• [ACTIVITY]
Exactly the lines from the opening of the data through the line containing "buf.put_u8(0);" should be reproduced, please, with nothing added.

(Stored data)
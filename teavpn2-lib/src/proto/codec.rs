#![forbid(unsafe_code)]

//! Encode and decode of the framed wire format.
//!
//! Decoding never consumes bytes on its own: the caller keeps frames in
//! a receive buffer and discards `consumed` bytes only after a full
//! frame came out. That keeps the stream discipline (shift or advance
//! the cursor, then append) in one place, the engine.

use bytes::{BufMut, Bytes, BytesMut};

use crate::error::ProtocolError;

use super::packet::{
    ClientPacket, Credentials, IfInfo, ServerHandshake, ServerPacket, PASSWORD_CAP, USERNAME_CAP,
};
use super::version::{Version, VERSION_WIRE_LEN};
use super::{MAX_PAYLOAD, PREFIX_LEN};

const AUTH_LEN: usize = USERNAME_CAP + PASSWORD_CAP;
const SRV_HANDSHAKE_LEN: usize = 8 + 3 * VERSION_WIRE_LEN;
const IF_INFO_LEN: usize = 16;

/// Result of attempting to decode one frame from a receive buffer.
#[derive(Debug, Clone, PartialEq, Eq)]
pub enum Decoded<T> {
    /// At least `n` more bytes are required before progress is possible.
    NeedMore(usize),
    /// One full frame. The caller may discard `consumed` bytes.
    Frame { packet: T, consumed: usize },
}

fn put_prefix(buf: &mut BytesMut, ty: u8, payload_len: usize) {
    buf.put_u8(ty);
    // pad_len stays zero until an encryption transform fills it.
    buf.put_u8(0);
    buf.put_u16(payload_len as u16);
}

fn put_cstr(buf: &mut BytesMut, s: &str, cap: usize) {
    buf.put_slice(s.as_bytes());
    buf.put_bytes(0, cap - s.len());
}

/// Read a NUL-terminated UTF-8 string out of a fixed wire buffer.
fn parse_cstr(raw: &[u8], kind: &'static str) -> Result<String, ProtocolError> {
    let end = raw.iter().position(|&b| b == 0).ok_or(
        // No terminator means the field filled its whole buffer.
        ProtocolError::MalformedPayload {
            kind,
            len: raw.len(),
        },
    )?;
    std::str::from_utf8(&raw[..end])
        .map(str::to_owned)
        .map_err(|_| ProtocolError::MalformedPayload {
            kind,
            len: raw.len(),
        })
}

/// Append one encoded frame to `buf`. Returns the on-wire frame size.
pub fn encode_client(pkt: &ClientPacket, buf: &mut BytesMut) -> Result<usize, ProtocolError> {
    let start = buf.len();
    match pkt {
        ClientPacket::Nop | ClientPacket::Reqsync | ClientPacket::Close => {
            put_prefix(buf, pkt.type_byte(), 0);
        }
        ClientPacket::Handshake(ver) => {
            put_prefix(buf, pkt.type_byte(), VERSION_WIRE_LEN);
            buf.put_slice(&ver.to_wire());
        }
        ClientPacket::Auth(creds) => {
            put_prefix(buf, pkt.type_byte(), AUTH_LEN);
            put_cstr(buf, creds.username(), USERNAME_CAP);
            put_cstr(buf, creds.password(), PASSWORD_CAP);
        }
        ClientPacket::IfaceData(frame) => {
            if frame.len() > MAX_PAYLOAD {
                return Err(ProtocolError::PayloadTooLarge(frame.len()));
            }
            put_prefix(buf, pkt.type_byte(), frame.len());
            buf.put_slice(frame);
        }
    }
    Ok(buf.len() - start)
}

/// Append one encoded frame to `buf`. Returns the on-wire frame size.
pub fn encode_server(pkt: &ServerPacket, buf: &mut BytesMut) -> Result<usize, ProtocolError> {
    let start = buf.len();
    match pkt {
        ServerPacket::Nop
        | ServerPacket::AuthReject
        | ServerPacket::Reqsync
        | ServerPacket::Close => {
            put_prefix(buf, pkt.type_byte(), 0);
        }
        ServerPacket::Handshake(hs) => {
            put_prefix(buf, pkt.type_byte(), SRV_HANDSHAKE_LEN);
            buf.put_u8(u8::from(hs.need_encryption));
            buf.put_u8(u8::from(hs.min.is_some()));
            buf.put_u8(u8::from(hs.max.is_some()));
            buf.put_bytes(0, 5);
            buf.put_slice(&hs.cur.to_wire());
            buf.put_slice(&hs.min.unwrap_or(Version::new(0, 0, 0)).to_wire());
            buf.put_slice(&hs.max.unwrap_or(Version::new(0, 0, 0)).to_wire());
        }
        ServerPacket::AuthOk(iff) => {
            put_prefix(buf, pkt.type_byte(), IF_INFO_LEN);
            buf.put_slice(&iff.ipv4.octets());
            buf.put_slice(&iff.netmask.octets());
            buf.put_slice(&iff.gateway.octets());
            buf.put_u16(iff.mtu);
            buf.put_bytes(0, 2);
        }
        ServerPacket::IfaceData(frame) => {
            if frame.len() > MAX_PAYLOAD {
                return Err(ProtocolError::PayloadTooLarge(frame.len()));
            }
            put_prefix(buf, pkt.type_byte(), frame.len());
            buf.put_slice(frame);
        }
    }
    Ok(buf.len() - start)
}

struct RawFrame<'a> {
    ty: u8,
    payload: &'a [u8],
    consumed: usize,
}

enum RawDecoded<'a> {
    NeedMore(usize),
    Frame(RawFrame<'a>),
}

fn decode_raw(buf: &[u8]) -> Result<RawDecoded<'_>, ProtocolError> {
    if buf.len() < PREFIX_LEN {
        return Ok(RawDecoded::NeedMore(1));
    }
    let len = usize::from(u16::from_be_bytes([buf[2], buf[3]]));
    if len > MAX_PAYLOAD {
        return Err(ProtocolError::OversizedLength(len as u16));
    }
    let total = PREFIX_LEN + len;
    if buf.len() < total {
        return Ok(RawDecoded::NeedMore(total - buf.len()));
    }
    Ok(RawDecoded::Frame(RawFrame {
        ty: buf[0],
        payload: &buf[PREFIX_LEN..total],
        consumed: total,
    }))
}

fn parse_version(payload: &[u8]) -> Result<Version, ProtocolError> {
    if payload.len() != VERSION_WIRE_LEN {
        return Err(ProtocolError::MalformedPayload {
            kind: "HANDSHAKE",
            len: payload.len(),
        });
    }
    Ok(Version::from_wire(payload))
}

fn parse_auth(payload: &[u8]) -> Result<Credentials, ProtocolError> {
    if payload.len() != AUTH_LEN {
        return Err(ProtocolError::MalformedPayload {
            kind: "AUTH",
            len: payload.len(),
        });
    }
    let username = parse_cstr(&payload[..USERNAME_CAP], "AUTH")?;
    let password = parse_cstr(&payload[USERNAME_CAP..], "AUTH")?;
    Credentials::new(&username, &password)
}

fn parse_server_handshake(payload: &[u8]) -> Result<ServerHandshake, ProtocolError> {
    if payload.len() != SRV_HANDSHAKE_LEN {
        return Err(ProtocolError::MalformedPayload {
            kind: "HANDSHAKE",
            len: payload.len(),
        });
    }
    let has_min = payload[1] != 0;
    let has_max = payload[2] != 0;
    let cur = Version::from_wire(&payload[8..16]);
    let min = has_min.then(|| Version::from_wire(&payload[16..24]));
    let max = has_max.then(|| Version::from_wire(&payload[24..32]));
    Ok(ServerHandshake {
        need_encryption: payload[0] != 0,
        cur,
        min,
        max,
    })
}

fn parse_if_info(payload: &[u8]) -> Result<IfInfo, ProtocolError> {
    if payload.len() != IF_INFO_LEN {
        return Err(ProtocolError::MalformedPayload {
            kind: "AUTH_OK",
            len: payload.len(),
        });
    }
    let octets = |at: usize| [payload[at], payload[at + 1], payload[at + 2], payload[at + 3]];
    Ok(IfInfo {
        ipv4: octets(0).into(),
        netmask: octets(4).into(),
        gateway: octets(8).into(),
        mtu: u16::from_be_bytes([payload[12], payload[13]]),
    })
}

/// Decode one client-to-server frame from the front of `buf`.
pub fn decode_client(buf: &[u8]) -> Result<Decoded<ClientPacket>, ProtocolError> {
    let raw = match decode_raw(buf)? {
        RawDecoded::NeedMore(n) => return Ok(Decoded::NeedMore(n)),
        RawDecoded::Frame(raw) => raw,
    };
    let packet = match raw.ty {
        0 => ClientPacket::Nop,
        1 => ClientPacket::Handshake(parse_version(raw.payload)?),
        2 => ClientPacket::Auth(parse_auth(raw.payload)?),
        4 => ClientPacket::IfaceData(Bytes::copy_from_slice(raw.payload)),
        8 => ClientPacket::Reqsync,
        16 => ClientPacket::Close,
        other => return Err(ProtocolError::UnknownType(other)),
    };
    Ok(Decoded::Frame {
        packet,
        consumed: raw.consumed,
    })
}

/// Decode one server-to-client frame from the front of `buf`.
pub fn decode_server(buf: &[u8]) -> Result<Decoded<ServerPacket>, ProtocolError> {
    let raw = match decode_raw(buf)? {
        RawDecoded::NeedMore(n) => return Ok(Decoded::NeedMore(n)),
        RawDecoded::Frame(raw) => raw,
    };
    let packet = match raw.ty {
        0 => ServerPacket::Nop,
        1 => ServerPacket::Handshake(parse_server_handshake(raw.payload)?),
        2 => ServerPacket::AuthOk(parse_if_info(raw.payload)?),
        4 => ServerPacket::AuthReject,
        8 => ServerPacket::IfaceData(Bytes::copy_from_slice(raw.payload)),
        16 => ServerPacket::Reqsync,
        32 => ServerPacket::Close,
        other => return Err(ProtocolError::UnknownType(other)),
    };
    Ok(Decoded::Frame {
        packet,
        consumed: raw.consumed,
    })
}

fn exactly_one<T>(decoded: Decoded<T>, len: usize) -> Result<T, ProtocolError> {
    match decoded {
        Decoded::Frame { packet, consumed } if consumed == len => Ok(packet),
        // Short datagrams and trailing bytes both break the
        // one-frame-per-datagram rule.
        _ => Err(ProtocolError::BadDatagram),
    }
}

/// Decode a datagram that must hold exactly one client frame.
pub fn decode_client_datagram(buf: &[u8]) -> Result<ClientPacket, ProtocolError> {
    exactly_one(decode_client(buf)?, buf.len())
}

/// Decode a datagram that must hold exactly one server frame.
pub fn decode_server_datagram(buf: &[u8]) -> Result<ServerPacket, ProtocolError> {
    exactly_one(decode_server(buf)?, buf.len())
}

• [EXPECTED ANSWER]
filename teavpn2-lib/src/proto/codec.rs
#![forbid(unsafe_code)]

//! Encode and decode of the framed wire format.
//!
//! Decoding never consumes bytes on its own: the caller keeps frames in
//! a receive buffer and discards `consumed` bytes only after a full
//! frame came out. That keeps the stream discipline (shift or advance
//! the cursor, then append) in one place, the engine.

use bytes::{BufMut, Bytes, BytesMut};

use crate::error::ProtocolError;

use super::packet::{
    ClientPacket, Credentials, IfInfo, ServerHandshake, ServerPacket, PASSWORD_CAP, USERNAME_CAP,
};
use super::version::{Version, VERSION_WIRE_LEN};
use super::{MAX_PAYLOAD, PREFIX_LEN};

const AUTH_LEN: usize = USERNAME_CAP + PASSWORD_CAP;
const SRV_HANDSHAKE_LEN: usize = 8 + 3 * VERSION_WIRE_LEN;
const IF_INFO_LEN: usize = 16;

/// Result of attempting to decode one frame from a receive buffer.
#[derive(Debug, Clone, PartialEq, Eq)]
pub enum Decoded<T> {
    /// At least `n` more bytes are required before progress is possible.
    NeedMore(usize),
    /// One full frame. The caller may discard `consumed` bytes.
    Frame { packet: T, consumed: usize },
}

fn put_prefix(buf: &mut BytesMut, ty: u8, payload_len: usize) {
    buf.put_u8(ty);
    // pad_len stays zero until an encryption transform fills it.
    buf.put_u8(0);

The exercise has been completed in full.